Marianne von Werefkin (1860–1938) stammte aus einer russischen Adelsfamilie, ihr Vater war ein angesehener Kommandant beim Militär und ermöglichte ihr eine unbeschwerte Jugend, später akademischen Zeichenunterricht, ein großes Atelier und bis zur Oktoberrevolution eine großzügige Rente.

Frühe Bilder waren realistisch und brachten ihr den Namen „Russischer Rembrand“ ein. Viele dieser Bilder sind verschollen, aber ihr Selbstportrait vermittelt noch einen ungefähren Eindruck. Später machte sie einen Abstecher in die Freilichtmalerei, nach dem Muster des Impressionismus.
1892 begann Werefkin ihre lange Beziehung mit Jawlensky, den sie zu Anfang ausbildete und mit ihren finanziellen Mitteln förderte. Ihre eigene künstlerische Arbeit unterbrach sie deshalb über 10 Jahre. Jawlensky solle nicht auf ihre Kunst eifersüchtig sein. Sie heiratete ihn nicht, stufte ihn als “Schürzenjäger“ ein. Ihr Dienstmädchen bekam später ein Kind von ihm.
Während einer gemeinsamen Frankreichreise begann sie wieder zu malen und entwickelte sich nach den Anfängen zu einer expressionistischen Künstlerin, bevor Jawlensky und Kandinsky ihre ersten expressionistischen Werke malten. Sie griff zahlreiche Anregungen auf, die flächige Malweise Gauguins, das Plakative von Toulouse-Lautrec und einige andere.

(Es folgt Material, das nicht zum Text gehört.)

//! Undo/redo support: semantic inverses of patches.
//!
//! The inverter keeps no history. Callers capture a [`PreImage`] right before
//! applying a destructive or mutating patch and hand it back when they want
//! the inverse. Without a usable pre-image the inverse is unavailable and the
//! caller should disable the action instead of guessing.

use serde::{Deserialize, Serialize};

use crate::error::Result;
use crate::models::{Document, Edge, Node, Viewport};
use crate::patch::{DiagramPatch, EdgeChanges, MetadataChanges, NodeChanges, apply_patch};

#[derive(Debug, Clone, PartialEq, Serialize, Deserialize)]
#[serde(tag = "kind", rename_all = "snake_case")]
pub enum PreImage {
    /// A node plus the edges attached to it when the snapshot was taken.
    Node { node: Node, edges: Vec<Edge> },
    Edge { edge: Edge },
    Viewport { viewport: Viewport },
    Metadata {
        name: String,
        description: Option<String>,
    },
}

pub fn capture_pre_image(document: &Document, patch: &DiagramPatch) -> Option<PreImage> {
    match patch {
        DiagramPatch::AddNode { .. } | DiagramPatch::AddEdge { .. } => None,
        DiagramPatch::UpdateNode { id, .. } | DiagramPatch::RemoveNode { id } => {
            document.node(id).map(|node| PreImage::Node {
                node: node.clone(),
                edges: document
                    .edges
                    .iter()
                    .filter(|edge| edge.touches(id))
                    .cloned()
                    .collect(),
            })
        }
        DiagramPatch::UpdateEdge { id, .. } | DiagramPatch::RemoveEdge { id } => document
            .edge(id)
            .map(|edge| PreImage::Edge { edge: edge.clone() }),
        DiagramPatch::UpdateViewport { .. } => Some(PreImage::Viewport {
            viewport: document.viewport,
        }),
        DiagramPatch::UpdateMetadata { .. } => Some(PreImage::Metadata {
            name: document.name.clone(),
            description: document.description.clone(),
        }),
    }
}

/// Inverse of a single patch, or `None` when it cannot be computed.
///
/// Removing a node also removed its edges, so the inverse of `RemoveNode`
/// re-adds the node followed by every edge captured in the pre-image.
pub fn invert_patch(patch: &DiagramPatch, pre_image: Option<&PreImage>) -> Option<Vec<DiagramPatch>> {
    match (patch, pre_image) {
        (DiagramPatch::AddNode { node }, _) => Some(vec![DiagramPatch::RemoveNode {
            id: node.id.clone(),
        }]),
        (DiagramPatch::AddEdge { edge }, _) => Some(vec![DiagramPatch::RemoveEdge {
            id: edge.id.clone(),
        }]),
        (DiagramPatch::RemoveNode { id }, Some(PreImage::Node { node, edges })) if &node.id == id => {
            let mut inverse = Vec::with_capacity(edges.len() + 1);
            inverse.push(DiagramPatch::AddNode { node: node.clone() });
            inverse.extend(
                edges
                    .iter()
                    .map(|edge| DiagramPatch::AddEdge { edge: edge.clone() }),
            );
            Some(inverse)
        }
        (DiagramPatch::UpdateNode { id, changes }, Some(PreImage::Node { node, .. }))
            if &node.id == id =>
        {
            let restored = NodeChanges {
                position: changes.position.map(|_| node.position),
                node_type: changes.node_type.map(|_| node.node_type),
                data: changes.data.as_ref().map(|_| node.data.clone()),
            };
            Some(vec![DiagramPatch::UpdateNode {
                id: id.clone(),
                changes: restored,
            }])
        }
        (DiagramPatch::RemoveEdge { id }, Some(PreImage::Edge { edge })) if &edge.id == id => {
            Some(vec![DiagramPatch::AddEdge { edge: edge.clone() }])
        }
        (DiagramPatch::UpdateEdge { id, changes }, Some(PreImage::Edge { edge })) if &edge.id == id => {
            Some(vec![DiagramPatch::UpdateEdge {
                id: id.clone(),
                changes: restore_edge_fields(changes, edge),
            }])
        }
        (DiagramPatch::UpdateViewport { .. }, Some(PreImage::Viewport { viewport })) => {
            Some(vec![DiagramPatch::UpdateViewport {
                viewport: *viewport,
            }])
        }
        (DiagramPatch::UpdateMetadata { changes }, Some(PreImage::Metadata { name, description })) => {
            Some(vec![DiagramPatch::UpdateMetadata {
                changes: MetadataChanges {
                    name: changes.name.as_ref().map(|_| name.clone()),
                    description: changes.description.as_ref().map(|_| description.clone()),
                },
            }])
        }
        _ => None,
    }
}

fn restore_edge_fields(changes: &EdgeChanges, original: &Edge) -> EdgeChanges {
    EdgeChanges {
        source: changes.source.as_ref().map(|_| original.source.clone()),
        target: changes.target.as_ref().map(|_| original.target.clone()),
        source_handle: changes
            .source_handle
            .as_ref()
            .map(|_| original.source_handle.clone()),
        target_handle: changes
            .target_handle
            .as_ref()
            .map(|_| original.target_handle.clone()),
        edge_type: changes
            .edge_type
            .as_ref()
            .map(|_| original.edge_type.clone()),
        label: changes.label.as_ref().map(|_| original.label.clone()),
        label_style: changes
            .label_style
            .as_ref()
            .map(|_| original.label_style.clone()),
        style: changes.style.as_ref().map(|_| original.style.clone()),
        marker_start: changes
            .marker_start
            .as_ref()
            .map(|_| original.marker_start.clone()),
        marker_end: changes
            .marker_end
            .as_ref()
            .map(|_| original.marker_end.clone()),
        animated: changes.animated.map(|_| original.animated),
    }
}

/// Applies `patches` in order while capturing the pre-image of each one.
pub fn record_batch(
    document: &Document,
    patches: &[DiagramPatch],
) -> Result<(Document, Vec<Option<PreImage>>)> {
    let mut pre_images = Vec::with_capacity(patches.len());
    let mut current = document.clone();
    for patch in patches {
        pre_images.push(capture_pre_image(&current, patch));
        current = apply_patch(current, patch)?;
    }
    Ok((current, pre_images))
}

/// Inverse of a whole batch: each patch inverted, replayed in reverse order.
pub fn invert_batch(recorded: &[(DiagramPatch, Option<PreImage>)]) -> Option<Vec<DiagramPatch>> {
    let mut inverse = Vec::with_capacity(recorded.len());
    for (patch, pre_image) in recorded.iter().rev() {
        inverse.extend(invert_patch(patch, pre_image.as_ref())?);
    }
    Some(inverse)
}
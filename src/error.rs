use anyhow::anyhow;

pub type Result<T> = std::result::Result<T, LibError>;

#[derive(Debug, Clone, Copy, PartialEq, Eq)]
pub enum ErrorKind {
    /// Store failure; the surrounding transaction was rolled back.
    Database,
    /// Structural problem with the request. Nothing was written.
    InvalidInput,
    NotFound,
    /// The request is well formed but cannot be honoured in the current
    /// state, e.g. an undo without the snapshot it needs.
    Conflict,
    Unknown,
}

#[derive(Debug)]
pub struct LibError {
    pub kind: ErrorKind,
    pub code: &'static str,
    pub public: &'static str,
    pub source: anyhow::Error,
}

impl LibError {
    pub fn database(public: &'static str, source: anyhow::Error) -> Self {
        Self {
            kind: ErrorKind::Database,
            code: "database_error",
            public,
            source,
        }
    }

    pub fn invalid(public: &'static str, source: anyhow::Error) -> Self {
        Self::invalid_with_code("invalid_input", public, source)
    }

    pub fn invalid_with_code(
        code: &'static str,
        public: &'static str,
        source: anyhow::Error,
    ) -> Self {
        Self {
            kind: ErrorKind::InvalidInput,
            code,
            public,
            source,
        }
    }

    pub fn not_found(public: &'static str, source: anyhow::Error) -> Self {
        Self {
            kind: ErrorKind::NotFound,
            code: "not_found",
            public,
            source,
        }
    }

    pub fn conflict(code: &'static str, public: &'static str, source: anyhow::Error) -> Self {
        Self {
            kind: ErrorKind::Conflict,
            code,
            public,
            source,
        }
    }

    pub fn inversion_unavailable(patches: usize) -> Self {
        Self::conflict(
            "diagram_inversion_unavailable",
            "Inverse is unavailable without matching pre-images",
            anyhow!("no inverse for a batch of {} patches", patches),
        )
    }

    /// Serializing a model to a JSON column failed. Only reachable with values
    /// serde_json refuses to encode, so it is reported as unknown.
    pub fn serialization(source: serde_json::Error) -> Self {
        Self {
            kind: ErrorKind::Unknown,
            code: "serialization_error",
            public: "Failed to serialize diagram data",
            source: anyhow!(source),
        }
    }
}

impl std::fmt::Display for LibError {
    fn fmt(&self, f: &mut std::fmt::Formatter<'_>) -> std::fmt::Result {
        write!(f, "{} ({}): {}", self.public, self.code, self.source)
    }
}

impl std::error::Error for LibError {}

#[cfg(feature = "sqlx")]
impl From<sqlx::Error> for LibError {
    fn from(value: sqlx::Error) -> Self {
        Self::database("Diagram store request failed", anyhow!(value))
    }
}

#[cfg(test)]
mod tests {
    use super::*;

    #[test]
    fn display_carries_public_message_and_code() {
        let err = LibError::inversion_unavailable(3);
        assert_eq!(err.kind, ErrorKind::Conflict);
        assert_eq!(
            err.to_string(),
            "Inverse is unavailable without matching pre-images (diagram_inversion_unavailable): no inverse for a batch of 3 patches"
        );
    }

    #[test]
    fn invalid_uses_generic_code() {
        let err = LibError::invalid("Grid size must be a positive number", anyhow!("-1"));
        assert_eq!(err.code, "invalid_input");
        assert_eq!(err.kind, ErrorKind::InvalidInput);
    }
}
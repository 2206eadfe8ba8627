//! Structural kinds and the table that maps them onto JSON Schema types.
//!
//! [`Kind`] is the coarse, closed classification of a Rust type as seen by the
//! mapper.  It deliberately keeps every integer width apart: the sequence
//! branch needs to tell a byte blob (`Vec<u8>`) from any other list of
//! integers.  [`SchemaKind`] is what ends up in the `"type"` key of the
//! generated document.
//!
//! ```rust
//! use typeschema_core::kind::{Kind, SchemaKind};
//!
//! assert_eq!(Kind::U16.schema_kind(), Some(SchemaKind::Integer));
//! assert_eq!(Kind::Opaque.schema_kind(), None);
//! ```

use std::fmt::Display;

use serde::{Deserialize, Serialize};

/// Structural kind of a type.
#[derive(Debug, Clone, Copy, PartialEq, Eq, Hash)]
pub enum Kind {
    Bool,
    I8,
    I16,
    I32,
    I64,
    I128,
    Isize,
    U8,
    U16,
    U32,
    U64,
    U128,
    Usize,
    F32,
    F64,
    Char,
    Str,
    /// List-like collections: `Vec`, slices, arrays, sets, ...
    Sequence,
    /// Associative containers: `HashMap`, `BTreeMap`.
    Map,
    /// Structs with named fields.
    Record,
    /// Anything the table does not recognise (unit, tuples, function and raw
    /// pointers, dynamically typed values).
    Opaque,
}

impl Kind {
    /// Classify this kind through the schema type table.
    ///
    /// Returns `None` for kinds that have no JSON Schema counterpart.  The
    /// caller is expected to emit an empty type rather than fail.
    pub const fn schema_kind(self) -> Option<SchemaKind> {
        match self {
            Kind::Bool => Some(SchemaKind::Bool),
            Kind::I8
            | Kind::I16
            | Kind::I32
            | Kind::I64
            | Kind::I128
            | Kind::Isize
            | Kind::U8
            | Kind::U16
            | Kind::U32
            | Kind::U64
            | Kind::U128
            | Kind::Usize => Some(SchemaKind::Integer),
            Kind::F32 | Kind::F64 => Some(SchemaKind::Number),
            Kind::Char | Kind::Str => Some(SchemaKind::String),
            Kind::Sequence => Some(SchemaKind::Array),
            Kind::Map | Kind::Record => Some(SchemaKind::Object),
            Kind::Opaque => None,
        }
    }

    /// `true` for the element kind that turns a sequence into a byte blob.
    pub const fn is_byte(self) -> bool {
        matches!(self, Kind::U8)
    }
}

/// Value of the `"type"` key in a generated schema.
///
/// `Bool` renders as `"bool"` rather than the draft's `"boolean"`; the
/// [`crate::export`] module translates it when producing a standard document.
#[derive(Debug, Clone, Copy, PartialEq, Eq, Hash, Serialize, Deserialize)]
#[serde(rename_all = "snake_case")]
pub enum SchemaKind {
    Bool,
    Integer,
    Number,
    String,
    Array,
    Object,
}

impl SchemaKind {
    pub const fn as_str(self) -> &'static str {
        match self {
            SchemaKind::Bool => "bool",
            SchemaKind::Integer => "integer",
            SchemaKind::Number => "number",
            SchemaKind::String => "string",
            SchemaKind::Array => "array",
            SchemaKind::Object => "object",
        }
    }
}

impl Display for SchemaKind {
    fn fmt(&self, f: &mut std::fmt::Formatter<'_>) -> std::fmt::Result {
        f.write_str(self.as_str())
    }
}

#[cfg(test)]
mod tests {
    use super::*;

    #[test]
    fn every_integer_width_is_an_integer() {
        for kind in [
            Kind::I8,
            Kind::I16,
            Kind::I32,
            Kind::I64,
            Kind::I128,
            Kind::Isize,
            Kind::U8,
            Kind::U16,
            Kind::U32,
            Kind::U64,
            Kind::U128,
            Kind::Usize,
        ] {
            assert_eq!(kind.schema_kind(), Some(SchemaKind::Integer), "{kind:?}");
        }
    }

    #[test]
    fn composites_and_leaves() {
        assert_eq!(Kind::Bool.schema_kind(), Some(SchemaKind::Bool));
        assert_eq!(Kind::F32.schema_kind(), Some(SchemaKind::Number));
        assert_eq!(Kind::F64.schema_kind(), Some(SchemaKind::Number));
        assert_eq!(Kind::Str.schema_kind(), Some(SchemaKind::String));
        assert_eq!(Kind::Char.schema_kind(), Some(SchemaKind::String));
        assert_eq!(Kind::Sequence.schema_kind(), Some(SchemaKind::Array));
        assert_eq!(Kind::Map.schema_kind(), Some(SchemaKind::Object));
        assert_eq!(Kind::Record.schema_kind(), Some(SchemaKind::Object));
        assert_eq!(Kind::Opaque.schema_kind(), None);
    }

    #[test]
    fn only_u8_is_a_byte() {
        assert!(Kind::U8.is_byte());
        assert!(!Kind::I8.is_byte());
        assert!(!Kind::U16.is_byte());
    }

    #[test]
    fn serde_names_match_display() {
        for kind in [
            SchemaKind::Bool,
            SchemaKind::Integer,
            SchemaKind::Number,
            SchemaKind::String,
            SchemaKind::Array,
            SchemaKind::Object,
        ] {
            let json = serde_json::to_value(kind).unwrap();
            assert_eq!(json, serde_json::Value::String(kind.to_string()));
        }
    }
}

Auch Munch inspirierte sie.
Werefkin war an der Gründung der »Neuen Künstlervereinigung München« beteiligt und war nach einiger Zeit Mitglied der »Neuen Secession« in Berlin, später des »Blauen Reiters«. Sie beabsichtigte sich von Jawlensky zu trennen, was sie 1924 tat, woraufhin Jawlensky die Mutter seines Sohnes heiratete.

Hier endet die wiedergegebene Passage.